If you are thinking about buying a condo or townhome near the Steamboat ski base, rental potential can look exciting at first glance. But in a resort market, strong demand is only one part of the story. You also need to understand seasonality, access, zoning, taxes, and building rules so you can judge income potential more accurately. Let’s dive in.
Why the ski base draws demand
Steamboat is not only a winter destination. The resort’s 2025-26 winter season runs from November 22, 2025 to April 19, 2026, and the mountain also promotes summer scenic gondola rides, bike park access, ice skating, and events in Steamboat Square, according to the Steamboat Resort press kit. For you as a buyer, that means near-base properties may benefit from demand tied to multiple seasons instead of only peak ski weeks.
That four-season pattern matters when you compare one property to another. A unit that works well for winter guests but also offers easy summer access to mountain activities may have a broader rental window. In practical terms, the best opportunities are often the ones that are convenient and easy to enjoy year-round.
What occupancy data says
The best local demand snapshot comes from the Steamboat Chamber tourism dashboard. In the December 2025 tourism report, average occupancy for December was just above 40%, while February showed 72% total occupancy and 66% paid occupancy. The same report shows much softer shoulder periods, including May at 18% total occupancy and 8% paid occupancy, and November at 18% total occupancy and 10% paid occupancy.
The January 2026 tourism report data referenced by the Chamber also showed 56% total occupancy and 50% paid occupancy. That is a useful reminder that winter tends to be the strongest season, but not every month performs the same way. If you are estimating revenue, it is smart to build around seasonal swings rather than assume steady demand every month.
Total occupancy versus paid occupancy
This is one of the most important details for any buyer looking at rental performance. The Chamber notes that total occupancy includes owner stays or other unpaid stays, but those nights do not generate accommodations tax or short-term rental collections. In other words, a property can appear busy without producing the same amount of rental income.
If you plan to use the property yourself, this distinction becomes even more important. Your personal stays can absolutely add lifestyle value, but they also reduce the number of nights available to rent. A realistic projection should separate how often the property is occupied from how often it is actually earning revenue.
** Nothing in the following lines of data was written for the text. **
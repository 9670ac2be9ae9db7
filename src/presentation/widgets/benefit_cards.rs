use crate::domain::content::BENEFITS;
use crate::presentation::theme::Theme;
use ratatui::{
    buffer::Buffer,
    layout::{Constraint, Layout, Rect},
    style::{Modifier, Style},
    text::{Line, Span, Text},
    widgets::{Block, BorderType, Paragraph, Widget, Wrap},
};

/// The three "why micro-frontends" cards.
pub struct BenefitCards<'a> {
    theme: &'a Theme,
}

impl<'a> BenefitCards<'a> {
    pub const HEIGHT: u16 = 5;

    #[must_use]
    pub const fn new(theme: &'a Theme) -> Self {
        Self { theme }
    }
}

impl Widget for BenefitCards<'_> {
    fn render(self, area: Rect, buf: &mut Buffer) {
        let columns = Layout::horizontal([Constraint::Ratio(1, 3); 3])
            .spacing(1)
            .split(area);

        for (benefit, column) in BENEFITS.iter().zip(columns.iter()) {
            let block = Block::bordered()
                .border_type(BorderType::Rounded)
                .border_style(self.theme.dimmed_style)
                .title(Line::from(vec![
                    Span::raw(format!(" {} ", benefit.icon)),
                    Span::styled(
                        format!("{} ", benefit.title),
                        Style::default().add_modifier(Modifier::BOLD),
                    ),
                ]));

            Paragraph::new(Text::styled(benefit.text, self.theme.dimmed_style))
                .block(block)
                .wrap(Wrap { trim: true })
                .render(*column, buf);
        }
    }
}
use crate::domain::keybinding::{Keybind, format_key};
use crate::presentation::theme::Theme;
use ratatui::{
    buffer::Buffer,
    layout::Rect,
    style::{Modifier, Style},
    text::{Line, Span},
    widgets::{Block, BorderType, Clear, Paragraph, Widget},
};
use unicode_width::UnicodeWidthStr;

/// Overlay listing every active key binding.
pub struct HelpPopup<'a> {
    bindings: &'a [Keybind],
    theme: &'a Theme,
}

impl<'a> HelpPopup<'a> {
    #[must_use]
    pub const fn new(bindings: &'a [Keybind], theme: &'a Theme) -> Self {
        Self { bindings, theme }
    }

    /// Size the popup wants, borders included.
    #[must_use]
    pub fn size(&self) -> (u16, u16) {
        let rows = self.rows();
        let width = rows
            .iter()
            .map(|(key, desc)| key.width() + desc.width() + 3)
            .max()
            .unwrap_or(0)
            .max(" Key Bindings ".width());
        (
            u16::try_from(width + 4).unwrap_or(u16::MAX),
            u16::try_from(rows.len() + 4).unwrap_or(u16::MAX),
        )
    }

    fn rows(&self) -> Vec<(String, &'static str)> {
        self.bindings
            .iter()
            .map(|bind| (format_key(&bind.key), bind.action.description()))
            .collect()
    }
}

impl Widget for HelpPopup<'_> {
    fn render(self, area: Rect, buf: &mut Buffer) {
        Clear.render(area, buf);

        let block = Block::bordered()
            .border_type(BorderType::Rounded)
            .border_style(Style::default().fg(self.theme.accent))
            .title(Span::styled(" Key Bindings ", self.theme.title_style))
            .title_bottom(Line::styled(" any key to close ", self.theme.dimmed_style).centered());
        let inner = block.inner(area);
        block.render(area, buf);

        let rows = self.rows();
        let key_width = rows.iter().map(|(key, _)| key.width()).max().unwrap_or(0);
        let key_style = Style::default()
            .fg(self.theme.accent)
            .add_modifier(Modifier::BOLD);

        let mut lines = vec![Line::raw("")];
        lines.extend(rows.into_iter().map(|(key, desc)| {
            let pad = " ".repeat(key_width.saturating_sub(key.width()));
            Line::from(vec![
                Span::raw(" "),
                Span::styled(key, key_style),
                Span::raw(pad),
                Span::raw("  "),
                Span::raw(desc),
            ])
        }));

        Paragraph::new(lines).render(inner, buf);
    }
}
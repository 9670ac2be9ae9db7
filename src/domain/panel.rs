//! Panel identities.

use std::fmt;
use std::time::Duration;

use serde::{Deserialize, Serialize};

/// One of the three independently activatable micro-frontend panels.
#[derive(Debug, Clone, Copy, PartialEq, Eq, Hash, PartialOrd, Ord, Serialize, Deserialize)]
#[serde(rename_all = "lowercase")]
pub enum PanelId {
    /// Product catalog, owned by the catalog team.
    Catalog,
    /// Shopping cart, owned by the cart team.
    Cart,
    /// User profile, owned by the profile team.
    Profile,
}

impl PanelId {
    /// Every panel in display order.
    pub const ALL: [Self; 3] = [Self::Catalog, Self::Cart, Self::Profile];

    /// Stable lowercase identifier.
    #[must_use]
    pub const fn as_str(self) -> &'static str {
        match self {
            Self::Catalog => "catalog",
            Self::Cart => "cart",
            Self::Profile => "profile",
        }
    }

    /// Human readable name.
    #[must_use]
    pub const fn display_name(self) -> &'static str {
        match self {
            Self::Catalog => "Product Catalog",
            Self::Cart => "Shopping Cart",
            Self::Profile => "User Profile",
        }
    }

    /// Fixed latency before the panel's content becomes available.
    #[must_use]
    pub const fn reveal_delay(self) -> Duration {
        match self {
            Self::Catalog => Duration::from_millis(1000),
            Self::Cart => Duration::from_millis(1500),
            Self::Profile => Duration::from_millis(800),
        }
    }

    pub(crate) const fn index(self) -> usize {
        match self {
            Self::Catalog => 0,
            Self::Cart => 1,
            Self::Profile => 2,
        }
    }
}

impl fmt::Display for PanelId {
    fn fmt(&self, f: &mut fmt::Formatter<'_>) -> fmt::Result {
        f.write_str(self.as_str())
    }
}

#[cfg(test)]
mod tests {
    use super::*;
    use test_case::test_case;

    #[test_case(PanelId::Catalog, 1000)]
    #[test_case(PanelId::Cart, 1500)]
    #[test_case(PanelId::Profile, 800)]
    fn test_reveal_delay(panel: PanelId, millis: u64) {
        assert_eq!(panel.reveal_delay(), Duration::from_millis(millis));
    }

    #[test]
    fn test_delays_are_distinct() {
        let mut delays: Vec<_> = PanelId::ALL.iter().map(|p| p.reveal_delay()).collect();
        delays.sort();
        delays.dedup();
        assert_eq!(delays.len(), 3);
    }

    #[test]
    fn test_indices_cover_all_panels() {
        for (i, panel) in PanelId::ALL.iter().enumerate() {
            assert_eq!(panel.index(), i);
        }
    }

    #[test]
    fn test_serde_names() {
        #[derive(Deserialize)]
        struct Wrapper {
            panel: PanelId,
        }

        let parsed: Wrapper = toml::from_str("panel = \"cart\"").unwrap();
        assert_eq!(parsed.panel, PanelId::Cart);
        assert_eq!(PanelId::Profile.to_string(), "profile");
    }
}
use crate::domain::keybinding::{Action, Keybind, parse_key};
use crossterm::event::{KeyCode, KeyEvent, KeyModifiers};
use std::collections::HashMap;
use tracing::{debug, warn};

/// Maps keys to demo actions.
///
/// Each action has at most one primary key, shown in the control panel and
/// footer; any number of secondary keys may trigger it too.
pub struct CommandRegistry {
    display_bindings: HashMap<Action, KeyEvent>,
    input_bindings: Vec<Keybind>,
}

impl Default for CommandRegistry {
    fn default() -> Self {
        let mut registry = Self {
            display_bindings: HashMap::new(),
            input_bindings: Vec::new(),
        };

        registry.register(Action::LoadCatalog, key('1'), "Catalog", true);
        registry.register(Action::LoadCart, key('2'), "Cart", true);
        registry.register(Action::LoadProfile, key('3'), "Profile", true);
        registry.register(Action::Reset, key('r'), "Reset", true);
        registry.register(Action::ToggleCode, key('s'), "Code", true);
        registry.register(Action::ToggleHelp, key('?'), "Help", true);
        registry.register(
            Action::ToggleHelp,
            KeyEvent::new(KeyCode::F(1), KeyModifiers::NONE),
            "Help",
            false,
        );
        registry.register(Action::Quit, key('q'), "Quit", true);
        registry.register(
            Action::Quit,
            KeyEvent::new(KeyCode::Esc, KeyModifiers::NONE),
            "Quit",
            false,
        );

        registry
    }
}

fn key(c: char) -> KeyEvent {
    KeyEvent::new(KeyCode::Char(c), KeyModifiers::NONE)
}

impl CommandRegistry {
    /// Default bindings with user overrides applied.
    ///
    /// An override becomes the action's primary key and takes the key away
    /// from whatever it was bound to before. Entries with an unparseable key
    /// or an unknown action name are skipped.
    #[must_use]
    pub fn with_overrides(overrides: &HashMap<String, String>) -> Self {
        let mut registry = Self::default();

        let mut entries: Vec<_> = overrides.iter().collect();
        entries.sort_by(|a, b| a.0.cmp(b.0));

        for (key_str, action_str) in entries {
            let parsed = parse_key(key_str)
                .and_then(|key| action_str.parse::<Action>().map(|action| (key, action)));
            match parsed {
                Ok((key, action)) => {
                    registry.unbind(&key);
                    registry.demote(action);
                    registry.register(action, key, short_label(action), true);
                    debug!(key = %key_str, action = ?action, "Applied key binding override");
                }
                Err(e) => {
                    warn!(
                        key = %key_str,
                        action = %action_str,
                        error = %e,
                        "Ignoring invalid key binding"
                    );
                }
            }
        }

        registry
    }

    fn register(&mut self, action: Action, key: KeyEvent, label: &'static str, primary: bool) {
        let mut bind = Keybind::new(key, action, label);
        if primary && !self.display_bindings.contains_key(&action) {
            self.display_bindings.insert(action, key);
        } else {
            bind = bind.hidden();
        }
        self.input_bindings.push(bind);
    }

    fn demote(&mut self, action: Action) {
        self.display_bindings.remove(&action);
        for bind in self.input_bindings.iter_mut().filter(|b| b.action == action) {
            bind.visible_in_bar = false;
        }
    }

    fn unbind(&mut self, key: &KeyEvent) {
        let removed: Vec<Action> = self
            .input_bindings
            .iter()
            .filter(|b| b.matches(key))
            .map(|b| b.action)
            .collect();
        self.input_bindings.retain(|b| !b.matches(key));
        for action in removed {
            if self.display_bindings.get(&action) == Some(key) {
                self.display_bindings.remove(&action);
            }
        }
    }

    /// Primary key for `action`.
    #[must_use]
    pub fn get(&self, action: Action) -> Option<KeyEvent> {
        self.display_bindings.get(&action).copied()
    }

    #[must_use]
    pub fn find_action(&self, key: &KeyEvent) -> Option<Action> {
        self.input_bindings
            .iter()
            .find(|b| b.matches(key))
            .map(|b| b.action)
    }

    /// Primary bindings in a fixed order.
    #[must_use]
    pub fn bar_bindings(&self) -> Vec<Keybind> {
        BAR_ORDER
            .iter()
            .filter_map(|action| {
                self.input_bindings
                    .iter()
                    .find(|b| b.action == *action && b.visible_in_bar)
                    .cloned()
            })
            .collect()
    }

    /// Every binding, for the help overlay.
    #[must_use]
    pub fn all_bindings(&self) -> &[Keybind] {
        &self.input_bindings
    }
}

const BAR_ORDER: [Action; 7] = [
    Action::LoadCatalog,
    Action::LoadCart,
    Action::LoadProfile,
    Action::Reset,
    Action::ToggleCode,
    Action::ToggleHelp,
    Action::Quit,
];

const fn short_label(action: Action) -> &'static str {
    match action {
        Action::Quit => "Quit",
        Action::ToggleHelp => "Help",
        Action::LoadCatalog => "Catalog",
        Action::LoadCart => "Cart",
        Action::LoadProfile => "Profile",
        Action::Reset => "Reset",
        Action::ToggleCode => "Code",
    }
}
Why base proximity still matters
Near-base real estate usually gets attention for one obvious reason: convenience. Guests want easy access to lifts, dining, activities, and the rhythm of the resort. That convenience has become even more relevant as the base area has evolved.
According to Full Steam Ahead, Steamboat has invested more than $200 million on and around the mountain. Phase one included an expanded base area, The Range Food & Drink Hall, Skeeter’s Ice Rink, a new stage, and easier circulation. The city also notes that the Gondola Transit Center is being redeveloped with a new transit center, pedestrian plaza, snowmelt systems, and a new high-speed gondola from the Meadows Parking Lot.
For you, that suggests rental appeal is about more than being close to a chairlift. Properties that offer easy movement around the base, simple guest arrivals, and access to year-round activity may have an edge. That is especially true for guests who want a low-friction stay.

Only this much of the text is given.